ENHANCEMENT OF PULSED-MAGNETIC FIELD FACILITY

The development of new materials and the understanding of their properties is contingent on cutting-edge measurement techniques. In particular, the use of intense magnetic fields has proven to be an invaluable tool in shedding light on novel magnetic, metallic and superconducting materials. Devices based upon such materials have the potential for transformative effects on technology. Although laboratory electromagnets can deliver large fields of up to 1 or 2 tesla, and superconducting magnets can reach up to 20-25 tesla, the most promising materials require significantly larger field strengths for their investigation. This EPSRC grant will enhance the pulsed-magnetic field facility at Oxford in order to achieve fields of up to 70 tesla and for longer durations than currently available. It would also foster the expertise to pursue a programme of pioneering magnet technology development. This would create a unique capability for the UK and allow specialised measurements to be performed by researchers in UK academia and industry that would not otherwise be possible. Furthermore, it would permit these scientists to exploit the scientific opportunities arising from their impressive track record in high field research and advanced materials fabrication.

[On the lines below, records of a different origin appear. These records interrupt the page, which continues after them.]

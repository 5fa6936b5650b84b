//! Populate the catalog with demo data.
//!
//! Upserts the fixed category list by name, then creates `count` random
//! items spread round-robin across the categories. Items are sent in
//! batches; each batch is created concurrently and any failure aborts the
//! run.

use std::collections::HashMap;

use amotos_core::{CategoryDraft, CategoryId, ItemDraft, Price};
use amotos_storefront::pocketbase::{PocketBaseClient, StoreError};
use futures::future::try_join_all;
use rand::Rng;
use rand::seq::IndexedRandom;
use tracing::info;

/// Default number of items to create.
pub const TOTAL_ITEMS: usize = 2000;

/// Default number of items created concurrently.
pub const BATCH_SIZE: usize = 100;

/// Category names, in round-robin order.
pub const CATEGORIES: [&str; 10] = [
    "Motor",
    "Transmisión",
    "Frenos",
    "Suspensión",
    "Eléctrico",
    "Filtros",
    "Llantas",
    "Carrocería",
    "Accesorios",
    "Lubricantes",
];

const BRANDS: [&str; 10] = [
    "Yamaha", "Honda", "Suzuki", "KTM", "Kawasaki", "BMW", "Ducati", "Aprilia", "Bajaj", "TVS",
];

const IMAGES: [&str; 6] = [
    "https://images.unsplash.com/photo-1502877828070-33b167ad6860?auto=format&fit=crop&w=900&q=80",
    "https://images.unsplash.com/photo-1503736334956-4c8f8e92946d?auto=format&fit=crop&w=900&q=80",
    "https://images.unsplash.com/photo-1489515217757-5fd1be406fef?auto=format&fit=crop&w=900&q=80",
    "https://images.unsplash.com/photo-1518552901867-85dc8e84d825?auto=format&fit=crop&w=900&q=80",
    "https://images.unsplash.com/photo-1504215680853-026ed2a45def?auto=format&fit=crop&w=900&q=80",
    "https://images.unsplash.com/photo-1523966211575-eb4a01e7dd51?auto=format&fit=crop&w=900&q=80",
];

const DESCRIPTIONS: [&str; 6] = [
    "Repuesto original con especificación OEM.",
    "Compatible con modelos de calle y enduro.",
    "Construcción reforzada para mayor durabilidad.",
    "Probado en banco para asegurar tolerancias exactas.",
    "Incluye garantía limitada del fabricante.",
    "Listo para instalar, no requiere modificaciones.",
];

/// Seed categories and `count` items, `batch_size` at a time.
///
/// # Errors
///
/// Returns `StoreError` on the first failed request.
pub async fn run(
    client: &PocketBaseClient,
    count: usize,
    batch_size: usize,
) -> Result<(), StoreError> {
    let category_ids = upsert_categories(client).await?;
    info!(categories = category_ids.len(), "Categories ready");

    // ThreadRng is not Send, so build everything before the first await
    let drafts = build_items(&mut rand::rng(), count, &category_ids);

    let mut inserted = 0;
    for batch in drafts.chunks(batch_size.max(1)) {
        try_join_all(batch.iter().map(|draft| client.create_item(draft))).await?;
        inserted += batch.len();
        info!(inserted, total = drafts.len(), "Inserted batch");
    }

    info!("Seed complete");
    Ok(())
}

/// Ids of the fixed categories in list order, creating any that are missing.
async fn upsert_categories(client: &PocketBaseClient) -> Result<Vec<CategoryId>, StoreError> {
    let existing: HashMap<String, CategoryId> = client
        .all_categories()
        .await?
        .into_iter()
        .map(|c| (c.name, c.id))
        .collect();

    let mut ids = Vec::with_capacity(CATEGORIES.len());
    for name in CATEGORIES {
        if let Some(id) = existing.get(name) {
            ids.push(id.clone());
            continue;
        }
        let created = client.create_category(&CategoryDraft::named(name)).await?;
        info!(name, id = %created.id, "Category created");
        ids.push(created.id);
    }
    Ok(ids)
}

/// Random demo items numbered from 1, cycling through `category_ids`.
///
/// Produces nothing when `category_ids` is empty.
pub fn build_items<R: Rng>(rng: &mut R, count: usize, category_ids: &[CategoryId]) -> Vec<ItemDraft> {
    category_ids
        .iter()
        .cycle()
        .take(count)
        .enumerate()
        .map(|(i, category)| build_item(rng, i + 1, category.clone()))
        .collect()
}

fn build_item<R: Rng>(rng: &mut R, number: usize, category: CategoryId) -> ItemDraft {
    let brand = BRANDS.choose(rng).copied().unwrap_or("Honda");
    let stock = rng.random_range(1..=30);

    ItemDraft {
        name: format!("Repuesto {number} {brand}"),
        description: DESCRIPTIONS.choose(rng).map(|d| (*d).to_string()),
        price: Price::new(rng.random_range(40_000..500_000)),
        category,
        stock,
        available: stock > 0,
        image_url: IMAGES.choose(rng).map(|u| (*u).to_string()),
        brand: Some(brand.to_string()),
        product_code: format!("MOTO-{number:05}"),
    }
}
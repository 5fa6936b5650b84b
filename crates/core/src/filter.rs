//! Search criteria and the store filter-expression builder.
//!
//! The record store accepts a boolean expression such as
//! `nombre ~ "freno" && precio <= 50000`. Expressions are assembled from a
//! typed clause list; string operands always go through [`quote`], so user
//! input cannot terminate a literal early and break the query.

use std::fmt;

use serde::{Deserialize, Serialize};

use crate::types::CategoryId;

/// Store field names used in filter expressions.
pub mod fields {
    pub const NAME: &str = "nombre";
    pub const CATEGORY: &str = "categoria";
    pub const CATEGORY_NAME: &str = "categoria.nombre";
    pub const BRAND: &str = "marca";
    pub const AVAILABLE: &str = "disponible";
    pub const PRICE: &str = "precio";
}

/// Structured search criteria. Every field is optional and `None` imposes no
/// constraint; `available: Some(false)` is a real filter, distinct from `None`.
#[derive(Debug, Clone, Default, PartialEq, Eq, Serialize, Deserialize)]
pub struct SearchFilters {
    /// Case-insensitive substring of the item name.
    pub name: Option<String>,
    /// Exact category id.
    pub category: Option<CategoryId>,
    /// Substring of the related category's name, for names that did not
    /// resolve to an id.
    pub category_name: Option<String>,
    /// Exact brand.
    pub brand: Option<String>,
    /// Inclusive lower price bound.
    pub price_min: Option<u64>,
    /// Inclusive upper price bound.
    pub price_max: Option<u64>,
    /// Availability flag.
    pub available: Option<bool>,
    /// Result ordering. Not part of the filter expression.
    pub sort: SortOrder,
}

impl SearchFilters {
    /// Build the filter expression for these criteria.
    ///
    /// Clauses are emitted in a fixed order (name, category, category name,
    /// brand, availability, min price, max price) and joined with `&&`.
    #[must_use]
    pub fn to_filter_expr(&self) -> FilterExpr {
        let mut expr = FilterExpr::default();

        if let Some(name) = non_blank(self.name.as_deref()) {
            expr.push(Clause::Contains(fields::NAME, name.to_string()));
        }
        if let Some(category) = self.category.as_ref().filter(|c| !c.is_empty()) {
            expr.push(Clause::Equals(
                fields::CATEGORY,
                Operand::Text(category.to_string()),
            ));
        }
        if let Some(category_name) = non_blank(self.category_name.as_deref()) {
            expr.push(Clause::Contains(
                fields::CATEGORY_NAME,
                category_name.to_string(),
            ));
        }
        if let Some(brand) = non_blank(self.brand.as_deref()) {
            expr.push(Clause::Equals(fields::BRAND, Operand::Text(brand.to_string())));
        }
        if let Some(available) = self.available {
            expr.push(Clause::Equals(fields::AVAILABLE, Operand::Bool(available)));
        }
        if let Some(min) = self.price_min {
            expr.push(Clause::AtLeast(fields::PRICE, min));
        }
        if let Some(max) = self.price_max {
            expr.push(Clause::AtMost(fields::PRICE, max));
        }

        expr
    }
}

fn non_blank(value: Option<&str>) -> Option<&str> {
    value.filter(|v| !v.trim().is_empty())
}

/// Result ordering offered to shoppers.
#[derive(Debug, Default, Clone, Copy, PartialEq, Eq, Hash, Serialize, Deserialize)]
#[serde(rename_all = "snake_case")]
pub enum SortOrder {
    /// Store default order.
    #[default]
    Relevance,
    PriceAsc,
    PriceDesc,
    Newest,
    Oldest,
}

impl SortOrder {
    /// Parse from the `orden` URL parameter. Unknown values mean relevance.
    #[must_use]
    pub fn parse(s: &str) -> Self {
        match s.trim() {
            "precio_asc" => Self::PriceAsc,
            "precio_desc" => Self::PriceDesc,
            "recientes" => Self::Newest,
            "antiguos" => Self::Oldest,
            _ => Self::Relevance,
        }
    }

    /// Convert to the `orden` URL parameter value.
    #[must_use]
    pub const fn as_str(self) -> &'static str {
        match self {
            Self::Relevance => "relevancia",
            Self::PriceAsc => "precio_asc",
            Self::PriceDesc => "precio_desc",
            Self::Newest => "recientes",
            Self::Oldest => "antiguos",
        }
    }

    /// The store sort directive, or `None` for the default order.
    #[must_use]
    pub const fn directive(self) -> Option<&'static str> {
        match self {
            Self::Relevance => None,
            Self::PriceAsc => Some("+precio"),
            Self::PriceDesc => Some("-precio"),
            Self::Newest => Some("-created"),
            Self::Oldest => Some("+created"),
        }
    }
}

#[derive(Debug, Clone, PartialEq, Eq)]
enum Operand {
    Text(String),
    Bool(bool),
}

#[derive(Debug, Clone, PartialEq, Eq)]
enum Clause {
    Contains(&'static str, String),
    Equals(&'static str, Operand),
    AtLeast(&'static str, u64),
    AtMost(&'static str, u64),
}

impl fmt::Display for Clause {
    fn fmt(&self, f: &mut fmt::Formatter<'_>) -> fmt::Result {
        match self {
            Self::Contains(field, value) => write!(f, "{field} ~ {}", quote(value)),
            Self::Equals(field, Operand::Text(value)) => write!(f, "{field} = {}", quote(value)),
            Self::Equals(field, Operand::Bool(value)) => write!(f, "{field} = {value}"),
            Self::AtLeast(field, value) => write!(f, "{field} >= {value}"),
            Self::AtMost(field, value) => write!(f, "{field} <= {value}"),
        }
    }
}

/// A conjunction of filter clauses. Displays as the store expression; an
/// empty expression displays as the empty string and matches everything.
#[derive(Debug, Clone, Default, PartialEq, Eq)]
pub struct FilterExpr {
    clauses: Vec<Clause>,
}

impl FilterExpr {
    fn push(&mut self, clause: Clause) {
        self.clauses.push(clause);
    }

    /// Whether no clause was added.
    #[must_use]
    pub fn is_empty(&self) -> bool {
        self.clauses.is_empty()
    }
}

impl fmt::Display for FilterExpr {
    fn fmt(&self, f: &mut fmt::Formatter<'_>) -> fmt::Result {
        for (i, clause) in self.clauses.iter().enumerate() {
            if i > 0 {
                f.write_str(" && ")?;
            }
            write!(f, "{clause}")?;
        }
        Ok(())
    }
}

/// Quote a string operand: wrap in double quotes, backslash-escaping `\` and `"`.
#[must_use]
pub fn quote(value: &str) -> String {
    let mut out = String::with_capacity(value.len() + 2);
    out.push('"');
    for ch in value.chars() {
        if matches!(ch, '"' | '\\') {
            out.push('\\');
        }
        out.push(ch);
    }
    out.push('"');
    out
}

#[cfg(test)]
mod tests {
    use super::*;

    /// Scan an expression the way the store's lexer does and report whether
    /// every quoted literal is closed.
    fn literals_balanced(expr: &str) -> bool {
        let mut in_literal = false;
        let mut escaped = false;
        for ch in expr.chars() {
            if in_literal {
                if escaped {
                    escaped = false;
                } else if ch == '\\' {
                    escaped = true;
                } else if ch == '"' {
                    in_literal = false;
                }
            } else if ch == '"' {
                in_literal = true;
            }
        }
        !in_literal && !escaped
    }

    #[test]
    fn test_empty_filters_build_empty_expression() {
        let expr = SearchFilters::default().to_filter_expr();
        assert!(expr.is_empty());
        assert_eq!(expr.to_string(), "");
    }

    #[test]
    fn test_blank_strings_add_no_clause() {
        let filters = SearchFilters {
            name: Some("   ".to_string()),
            brand: Some(String::new()),
            category: Some(CategoryId::default()),
            ..SearchFilters::default()
        };
        assert_eq!(filters.to_filter_expr().to_string(), "");
    }

    #[test]
    fn test_all_clauses_in_order() {
        let filters = SearchFilters {
            name: Some("freno".to_string()),
            category: Some(CategoryId::new("c1")),
            category_name: None,
            brand: Some("Honda".to_string()),
            price_min: Some(10_000),
            price_max: Some(50_000),
            available: Some(true),
            sort: SortOrder::PriceAsc,
        };
        assert_eq!(
            filters.to_filter_expr().to_string(),
            "nombre ~ \"freno\" && categoria = \"c1\" && marca = \"Honda\" \
             && disponible = true && precio >= 10000 && precio <= 50000"
        );
    }

    #[test]
    fn test_availability_false_is_a_filter() {
        let filters = SearchFilters {
            available: Some(false),
            ..SearchFilters::default()
        };
        assert_eq!(filters.to_filter_expr().to_string(), "disponible = false");
    }

    #[test]
    fn test_zero_price_bound_is_kept() {
        let filters = SearchFilters {
            price_min: Some(0),
            ..SearchFilters::default()
        };
        assert_eq!(filters.to_filter_expr().to_string(), "precio >= 0");
    }

    #[test]
    fn test_category_name_uses_relation_field() {
        let filters = SearchFilters {
            category_name: Some("Frenos".to_string()),
            ..SearchFilters::default()
        };
        assert_eq!(
            filters.to_filter_expr().to_string(),
            "categoria.nombre ~ \"Frenos\""
        );
    }

    #[test]
    fn test_quotes_in_names_are_escaped() {
        let names = [
            "Filtro \"K&N\"",
            "\"",
            "termina en \\",
            "\\\"",
            "a\" || precio > 0 || nombre ~ \"",
        ];
        for name in names {
            let filters = SearchFilters {
                name: Some(name.to_string()),
                price_max: Some(1),
                ..SearchFilters::default()
            };
            let expr = filters.to_filter_expr().to_string();
            assert!(literals_balanced(&expr), "unbalanced: {expr}");
            assert!(expr.ends_with("&& precio <= 1"), "clause swallowed: {expr}");
        }
    }

    #[test]
    fn test_quote() {
        assert_eq!(quote("K&N"), "\"K&N\"");
        assert_eq!(quote("a\"b"), "\"a\\\"b\"");
        assert_eq!(quote("a\\b"), "\"a\\\\b\"");
    }

    #[test]
    fn test_sort_order_parse_and_directive() {
        assert_eq!(SortOrder::parse("precio_desc"), SortOrder::PriceDesc);
        assert_eq!(SortOrder::parse("desconocido"), SortOrder::Relevance);
        assert_eq!(SortOrder::Relevance.directive(), None);
        assert_eq!(SortOrder::Newest.directive(), Some("-created"));
        assert_eq!(SortOrder::Oldest.directive(), Some("+created"));
        assert_eq!(SortOrder::PriceAsc.as_str(), "precio_asc");
    }
}
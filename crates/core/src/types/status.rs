//! Status enums.

use serde::{Deserialize, Serialize};

/// Reachability of the remote record store, as seen by the liveness monitor.
#[derive(Debug, Clone, Copy, PartialEq, Eq, Hash, Serialize, Deserialize, Default)]
#[serde(rename_all = "snake_case")]
pub enum StoreStatus {
    /// No result yet, or a probe is currently running.
    #[default]
    Checking,
    /// The last probe reported a healthy store.
    Up,
    /// The last probe failed, timed out or reported an unhealthy store.
    Down,
}

impl std::fmt::Display for StoreStatus {
    fn fmt(&self, f: &mut std::fmt::Formatter<'_>) -> std::fmt::Result {
        match self {
            Self::Checking => write!(f, "checking"),
            Self::Up => write!(f, "up"),
            Self::Down => write!(f, "down"),
        }
    }
}
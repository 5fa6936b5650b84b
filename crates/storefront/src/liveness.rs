//! Record store liveness monitor.
//!
//! A background task probes the store's health endpoint on a fixed interval.
//! The latest [`StoreStatus`] lives in a `watch` channel owned by the
//! monitor; handlers read it and subscribers are notified on every change.
//!
//! Each check:
//! - is skipped when another check is still in flight
//! - sets the status to `checking` while it runs
//! - gives up after the configured timeout, marking the store down and
//!   dropping the pending probe

use std::future::Future;
use std::sync::Arc;
use std::sync::atomic::{AtomicBool, Ordering};
use std::time::Duration;

use amotos_core::StoreStatus;
use tokio::sync::watch;
use tokio::task::JoinHandle;
use tokio::time::MissedTickBehavior;

use crate::pocketbase::{HealthResponse, PocketBaseClient, StoreError};

/// Something that can report store health.
pub trait HealthProbe: Send + Sync + 'static {
    fn probe(&self) -> impl Future<Output = Result<HealthResponse, StoreError>> + Send;
}

impl HealthProbe for PocketBaseClient {
    async fn probe(&self) -> Result<HealthResponse, StoreError> {
        self.health().await
    }
}

/// Shared handle to the store status. Cheap to clone.
#[derive(Clone)]
pub struct LivenessMonitor {
    inner: Arc<LivenessInner>,
}

struct LivenessInner {
    status: watch::Sender<StoreStatus>,
    in_flight: AtomicBool,
    timeout: Duration,
}

/// Clears the in-flight flag when dropped, including when the check future
/// itself is dropped.
struct InFlightGuard<'a>(&'a AtomicBool);

impl<'a> InFlightGuard<'a> {
    fn acquire(flag: &'a AtomicBool) -> Option<Self> {
        flag.compare_exchange(false, true, Ordering::AcqRel, Ordering::Acquire)
            .ok()
            .map(|_| Self(flag))
    }
}

impl Drop for InFlightGuard<'_> {
    fn drop(&mut self) {
        self.0.store(false, Ordering::Release);
    }
}

impl LivenessMonitor {
    /// A monitor in the `checking` state whose probes time out after `timeout`.
    #[must_use]
    pub fn new(timeout: Duration) -> Self {
        let (status, _) = watch::channel(StoreStatus::Checking);
        Self {
            inner: Arc::new(LivenessInner {
                status,
                in_flight: AtomicBool::new(false),
                timeout,
            }),
        }
    }

    /// The current status.
    #[must_use]
    pub fn status(&self) -> StoreStatus {
        *self.inner.status.borrow()
    }

    /// Receive every status change.
    #[must_use]
    pub fn subscribe(&self) -> watch::Receiver<StoreStatus> {
        self.inner.status.subscribe()
    }

    /// Run one check. Returns `None` without probing if a check is already
    /// running, otherwise the new status.
    pub async fn check<P: HealthProbe>(&self, probe: &P) -> Option<StoreStatus> {
        let Some(_guard) = InFlightGuard::acquire(&self.inner.in_flight) else {
            tracing::debug!("Store check already in flight, skipping");
            return None;
        };

        let before = self.inner.status.send_replace(StoreStatus::Checking);

        let status = match tokio::time::timeout(self.inner.timeout, probe.probe()).await {
            Ok(Ok(health)) if health.is_healthy() => StoreStatus::Up,
            Ok(Ok(health)) => {
                tracing::warn!(
                    code = health.code,
                    message = %health.message,
                    "Record store reported unhealthy"
                );
                StoreStatus::Down
            }
            Ok(Err(e)) => {
                tracing::warn!(error = %e, "Record store health probe failed");
                StoreStatus::Down
            }
            Err(_) => {
                tracing::warn!(
                    timeout_ms = u64::try_from(self.inner.timeout.as_millis()).unwrap_or(u64::MAX),
                    "Record store health probe timed out"
                );
                StoreStatus::Down
            }
        };

        if status != before && before != StoreStatus::Checking {
            tracing::info!(from = %before, to = %status, "Record store status changed");
        }
        self.inner.status.send_replace(status);
        Some(status)
    }

    /// Probe immediately, then every `interval`, until the task is aborted.
    /// Ticks that fall while a check is running are skipped.
    pub fn spawn<P: HealthProbe>(&self, probe: P, interval: Duration) -> JoinHandle<()> {
        let monitor = self.clone();
        tokio::spawn(async move {
            let mut ticker = tokio::time::interval(interval);
            ticker.set_missed_tick_behavior(MissedTickBehavior::Skip);
            loop {
                ticker.tick().await;
                monitor.check(&probe).await;
            }
        })
    }
}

(a) Impact on Quantum Materials Research:
The current UK quantum materials research effort comprises several important strands: magnetism, superconductivity, topological insulators, multiferroics. Ultrahigh magnetic fields can be used in each area to provide unique information and therefore have a transformative impact across the UK programme of investigation of quantum materials discovery. Typical laboratory magnetic fields are frequently insufficient to significantly perturb the large energy gaps or exchange energies in quantum materials. Pulsed magnet technology accesses higher fields and thus is able to (i) close energy gaps, (ii) drive quantum magnets to saturation, (iii) push novel superconductors above their critical fields into the normal state (thereby allowing investigations of the electronic structure and interactions), (iv) overcome the effect of disorder or small sample-size (permitting Fermi surface characterisation in a wider range of novel materials), (v) lift the frustration in low-dimensional magnets and (vi) push electrons beyond the quantum limit. Examples of these approaches may be found in the appendix listing current grants within Oxford and a statement of how the scientific impact of each would be enhanced.

(b) Impact on Chemistry Research:
Research in high magnetic fields is closely linked to the development of new materials since the study of electronic and magnetic properties of these materials in a magnetic field is often one of the most informative, particularly when embedded in a tight feedback loop encompassing measurement and synthesis. Thus the funding of this Equipment has a high potential for impact in investigations in which novel chemical synthesis plays a leading role, and will increase the scientific impact of, for example, newly synthesised iron-based superconductors, single-molecule magnets (which show exotic magnetization and magnetocaloric behaviour), and metallic molecular networks. The ability to gain rapid access to ultrahigh magnetic fields within the envisaged access structure will allow immediate feedback on the hottest materials and thereby drive the necessary optimisation of desired properties and functionalities.

(c) Impact on Future Deployments of High Field Techniques:
The Equipment will provide an environment in which longer-term instrumentation development can take place. This includes the integration of high pressure sample enclosures and ultrahigh magnetic fields for structure-property investigations of novel materials. Ceramic and plastic cells will be required in order to survive the high rate-of-change of flux inherent in pulsed magnets. This would create a state-of-the-art extreme sample environment unique within the UK. Furthermore, new pulsed-magnet designs will be built and tested within the enhanced capability with the view to possible future deployment in national facilities.

(d) Impact on Technical Expertise within the UK:
An additional positive impact of the current strategic equipment bid is the retention of the necessary technical and scientific expertise within the UK to prevent the immediate loss of national capability and allow for future opportunities.

(e) Impact on Early Career Research Community:
Our key users contain a large number of early career researchers, including EPSRC-funded Career Acceleration Fellows and Royal Society URFs. Their early career stage will guarantee the sustained use and long-term impact of the Equipment. Furthermore the ready access to the state-of- the-art capability funded by this bid will positively benefit their scientific output and professional development at a crucial stage in their career.